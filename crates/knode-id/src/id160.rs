//! The 160-bit node/key identifier used throughout the DHT.
//!
//! `Id160` is a fixed-width big-endian byte string. Two ids are compared by
//! treating them as unsigned integers (equivalently, by lexicographic byte
//! order); the distance between two ids is their bitwise XOR.

use std::fmt;
use std::str::FromStr;

use rand::RngCore;

/// Number of bits in an [`Id160`].
pub const BITS: u32 = 160;

/// Number of bytes in an [`Id160`].
pub const BYTES: usize = 20;

/// Errors produced while parsing or constructing an [`Id160`].
#[derive(Debug, thiserror::Error)]
pub enum IdError {
    /// The hex string was not exactly 40 characters.
    #[error("hex id must be exactly {BYTES} bytes ({expected} hex chars), got {actual}")]
    HexLength {
        /// Expected character count (always `BYTES * 2`).
        expected: usize,
        /// Actual character count of the offending string.
        actual: usize,
    },

    /// The hex string contained a non-hex-digit character.
    #[error("invalid hex id: {0}")]
    HexInvalid(#[from] hex::FromHexError),
}

/// A 160-bit identifier: a node id or a DHT key.
#[derive(Clone, Copy, PartialEq, Eq, PartialOrd, Ord, Hash)]
pub struct Id160([u8; BYTES]);

impl Id160 {
    /// The all-zero id, the smallest value in the id space.
    pub const MIN: Id160 = Id160([0u8; BYTES]);

    /// The all-one id, the largest value in the id space.
    pub const MAX: Id160 = Id160([0xff; BYTES]);

    /// Build an id from its big-endian byte representation.
    pub const fn from_bytes(bytes: [u8; BYTES]) -> Self {
        Self(bytes)
    }

    /// Return the big-endian byte representation.
    pub const fn as_bytes(&self) -> &[u8; BYTES] {
        &self.0
    }

    /// Consume `self`, returning the big-endian byte representation.
    pub const fn into_bytes(self) -> [u8; BYTES] {
        self.0
    }

    /// Draw a uniformly random id.
    ///
    /// Correlation tokens and freshly-minted node identities both use this;
    /// token uniqueness depends on the underlying RNG being cryptographically
    /// uniform over the 160-bit space, which `rand::thread_rng` provides.
    pub fn random() -> Self {
        let mut bytes = [0u8; BYTES];
        rand::thread_rng().fill_bytes(&mut bytes);
        Self(bytes)
    }

    /// The bitwise XOR distance between two ids.
    pub fn distance(&self, other: &Id160) -> Id160 {
        let mut out = [0u8; BYTES];
        for i in 0..BYTES {
            out[i] = self.0[i] ^ other.0[i];
        }
        Id160(out)
    }

    /// The number of leading zero bits (MSB first). Returns `160` for
    /// [`Id160::MIN`].
    pub fn leading_zero_bits(&self) -> u32 {
        for (i, byte) in self.0.iter().enumerate() {
            if *byte != 0 {
                return (i as u32) * 8 + byte.leading_zeros();
            }
        }
        BITS
    }

    /// The value of the bit at `index` (0 = most significant bit).
    ///
    /// Panics if `index >= BITS`; only called internally with validated
    /// indices.
    fn bit_at(&self, index: u32) -> bool {
        let byte = self.0[(index / 8) as usize];
        let shift = 7 - (index % 8);
        (byte >> shift) & 1 == 1
    }

    /// The value of the bit at `index` (0 = most significant bit).
    ///
    /// Panics if `index >= BITS`.
    pub fn bit(&self, index: u32) -> bool {
        self.bit_at(index)
    }

    /// Returns whether `self`'s most-significant `prefix_len` bits equal
    /// `prefix`'s most-significant `prefix_len` bits.
    ///
    /// `prefix_len == 0` always matches (every id shares the empty prefix).
    pub fn shares_prefix(&self, prefix: &Id160, prefix_len: u32) -> bool {
        debug_assert!(prefix_len <= BITS);
        let full_bytes = (prefix_len / 8) as usize;
        if self.0[..full_bytes] != prefix.0[..full_bytes] {
            return false;
        }
        let remaining_bits = prefix_len % 8;
        if remaining_bits == 0 {
            return true;
        }
        let mask = 0xffu8 << (8 - remaining_bits);
        (self.0[full_bytes] & mask) == (prefix.0[full_bytes] & mask)
    }

    /// Render as a lowercase 40-character hex string.
    pub fn to_hex(&self) -> String {
        hex::encode(self.0)
    }

    /// Parse a 40-character hex string (case-insensitive).
    pub fn from_hex(s: &str) -> Result<Self, IdError> {
        if s.len() != BYTES * 2 {
            return Err(IdError::HexLength {
                expected: BYTES * 2,
                actual: s.len(),
            });
        }
        let mut bytes = [0u8; BYTES];
        hex::decode_to_slice(s, &mut bytes)?;
        Ok(Self(bytes))
    }

    /// Render as a 160-character string of `'0'`/`'1'` characters, most
    /// significant bit first.
    pub fn bit_string(&self) -> String {
        let mut s = String::with_capacity(BITS as usize);
        for i in 0..BITS {
            s.push(if self.bit_at(i) { '1' } else { '0' });
        }
        s
    }
}

impl fmt::Debug for Id160 {
    fn fmt(&self, f: &mut fmt::Formatter<'_>) -> fmt::Result {
        write!(f, "Id160({})", self.to_hex())
    }
}

impl fmt::Display for Id160 {
    fn fmt(&self, f: &mut fmt::Formatter<'_>) -> fmt::Result {
        f.write_str(&self.to_hex())
    }
}

impl FromStr for Id160 {
    type Err = IdError;

    fn from_str(s: &str) -> Result<Self, Self::Err> {
        Self::from_hex(s)
    }
}

#[cfg(test)]
mod tests {
    use super::*;

    #[test]
    fn hex_round_trip() {
        let hex_str = "0102030405060708090a0b0c0d0e0f1011121314";
        let id = Id160::from_hex(hex_str).expect("valid hex");
        assert_eq!(id.to_hex(), hex_str);
    }

    #[test]
    fn hex_round_trip_uppercase() {
        let id = Id160::from_hex("0102030405060708090A0B0C0D0E0F1011121314").expect("valid hex");
        assert_eq!(id.to_hex(), "0102030405060708090a0b0c0d0e0f1011121314");
    }

    #[test]
    fn hex_wrong_length_errors() {
        assert!(matches!(
            Id160::from_hex("abcd"),
            Err(IdError::HexLength { .. })
        ));
    }

    #[test]
    fn hex_invalid_chars_error() {
        let bad = "zz02030405060708090a0b0c0d0e0f1011121314";
        assert!(matches!(Id160::from_hex(bad), Err(IdError::HexInvalid(_))));
    }

    #[test]
    fn distance_self_is_zero() {
        let a = Id160::random();
        assert_eq!(a.distance(&a), Id160::MIN);
    }

    #[test]
    fn distance_is_symmetric() {
        let a = Id160::random();
        let b = Id160::random();
        assert_eq!(a.distance(&b), b.distance(&a));
    }

    #[test]
    fn distance_triangle_xor_identity() {
        let a = Id160::random();
        let b = Id160::random();
        let c = Id160::random();
        let lhs = a.distance(&b).distance(&b.distance(&c));
        assert_eq!(lhs, a.distance(&c));
    }

    #[test]
    fn xor_and_log_distance_example() {
        let mut a_bytes = [0u8; BYTES];
        a_bytes[BYTES - 1] = 0x01;
        let a = Id160::from_bytes(a_bytes);

        let mut b_bytes = [0u8; BYTES];
        b_bytes[BYTES - 1] = 0x03;
        let b = Id160::from_bytes(b_bytes);

        let dist = a.distance(&b);
        let mut expected = [0u8; BYTES];
        expected[BYTES - 1] = 0x02;
        assert_eq!(dist, Id160::from_bytes(expected));
        assert_eq!(dist.leading_zero_bits(), 158);
    }

    #[test]
    fn leading_zero_bits_all_zero_is_full_width() {
        assert_eq!(Id160::MIN.leading_zero_bits(), BITS);
    }

    #[test]
    fn leading_zero_bits_msb_set() {
        let mut bytes = [0u8; BYTES];
        bytes[0] = 0x80;
        assert_eq!(Id160::from_bytes(bytes).leading_zero_bits(), 0);
    }

    #[test]
    fn bit_reads_msb_first() {
        let mut bytes = [0u8; BYTES];
        bytes[0] = 0b1000_0001;
        let id = Id160::from_bytes(bytes);
        assert!(id.bit(0));
        assert!(!id.bit(1));
        assert!(id.bit(7));
    }

    #[test]
    fn shares_prefix_basic() {
        let mut a = [0u8; BYTES];
        a[0] = 0b1010_0000;
        let mut b = [0u8; BYTES];
        b[0] = 0b1010_1111;
        let id_a = Id160::from_bytes(a);
        let id_b = Id160::from_bytes(b);
        assert!(id_a.shares_prefix(&id_b, 4));
        assert!(!id_a.shares_prefix(&id_b, 5));
    }

    #[test]
    fn shares_prefix_zero_length_always_true() {
        let a = Id160::random();
        let b = Id160::random();
        assert!(a.shares_prefix(&b, 0));
    }

    #[test]
    fn ordering_matches_big_endian_integer() {
        let a = Id160::from_bytes([0u8; BYTES]);
        let mut bigger = [0u8; BYTES];
        bigger[0] = 1;
        let b = Id160::from_bytes(bigger);
        assert!(a < b);
    }

    #[test]
    fn bit_string_length_and_content() {
        let mut bytes = [0u8; BYTES];
        bytes[0] = 0x80;
        let id = Id160::from_bytes(bytes);
        let s = id.bit_string();
        assert_eq!(s.len(), BITS as usize);
        assert!(s.starts_with('1'));
        assert!(s[1..].chars().all(|c| c == '0'));
    }

    #[test]
    fn random_ids_are_distinct() {
        let a = Id160::random();
        let b = Id160::random();
        assert_ne!(a, b, "astronomically unlikely collision");
    }
}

● **WHAT IS EXPECTED**: Using the records above, copy word for word the line with "assert!(a.shares_prefix(&b, 0));", the line with "let b = Id160::from_bytes(bigger);", and every line between them.

● **RESPONSE TO THIS EXERCISE**:
        assert!(a.shares_prefix(&b, 0));
    }

    #[test]
    fn ordering_matches_big_endian_integer() {
        let a = Id160::from_bytes([0u8; BYTES]);
        let mut bigger = [0u8; BYTES];
        bigger[0] = 1;
        let b = Id160::from_bytes(bigger);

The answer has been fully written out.